"And it pleases me to feel that he is of like passions with us, protected from the infraction of laws celestial by the image of the Creator still conserved to his mortal nature, and stamping it with a character beyond the age. But about his actual advent. He answered my letter in person. I was certainly appalled to hear of his arrival, and that he was downstairs. I was up here muddling with my brushes, without knowing what to be at; up comes my servant—
"Imagine such an announcement! I descend, we meet,—for the first time in private except, indeed, on the occasion when his shadow was introduced to me, as you may remember. He was in the drawing-room, pale from travelling, full of languor left by sea-sickness, looking like a spirit escaped from prison. I was almost ashamed of my daring, far more so than alarmed. I thought he was about to appoint a day; but no. He said,—
"'I am at your service this morning, if it suits you; but as you did not favor me with your address, I could not arrange beforehand. I went to my music-sellers and asked them about you. I need not tell you that you were known there, and that I am much obliged to them.'
"Actually it was a fact that I had not furnished him with my address; but I was perfectly innocent of my folly. What could I do but not lose a moment? I asked him to take refreshment; no, he had breakfasted, or dined, or something, and we came up here directly. I never saw such behavior. He did not even inquire what I was about, but sat, like a god in marble, just where I had placed him,—out there. You perceive that I have lost the eyes, or at least have rendered them up to mystery. Well, when, having caught the outline of the forehead, and touched the temples, I descended to those eyes, and saw they were full upon me, I could do nothing with them. I cannot paint light, only its ghost; nor fire, only its shade. His eyes are at once fire and light,—I know not of which the most; or, at least, that which is the light of fire. Even the streaming lashes scarcely tempered the radiance there. I let them fall, and veiled what one scarcely dares to meet,—at least I. He sat to me for hours; but though I knew not how the time went, and may be forgiven for inconsideration, I had no idea that he was going straight to the committee of the choir-day on the top of that sitting. I kept him long enough for what I wanted, and as he did not ask to see the picture, I did not show it him. He shall see it when it is finished."

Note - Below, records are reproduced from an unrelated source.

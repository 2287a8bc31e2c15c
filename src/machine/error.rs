//! Errors returned by state-changing operations.

use crate::core::{EventId, StateId};
use thiserror::Error;

/// Errors that can occur when moving a [`StateMachine`](super::StateMachine).
///
/// The machine is left untouched whenever one of these is returned.
#[derive(Debug, Clone, Error, PartialEq, Eq)]
pub enum MachineError {
    /// The target state is not declared in the configuration.
    #[error("State '{state}' doesn't exist")]
    UnknownState { state: StateId },

    /// The event has no transition from the current state.
    #[error("Cannot trigger event '{event}' for state '{state}'")]
    InvalidTransition { state: StateId, event: EventId },
}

"What finish does it require? I see no change that it can need to carry out the likeness, which is all we want."
"Oh, yes! more depth in the darkness, and more glory in the light; less electric expression, more ideal serenity,—above all, more pain above the forehead, more peace about the crown. Moonlight without a moon, sunshine without the solar rays,—the day of heaven."
"I can only say, Miss Lawrence, that you deserve to be able to do as you have done, and to feel that no one else could have done it."
"Very exclusive, that feeling, but perhaps necessary. I have it, but my deserts will only be transcended if Seraphael himself shall approve. And now for another question,—Will you go with me to this choir-day?"
"I am trying to imagine what you mean. I have not heard the name until you spoke it. Is it in the North?"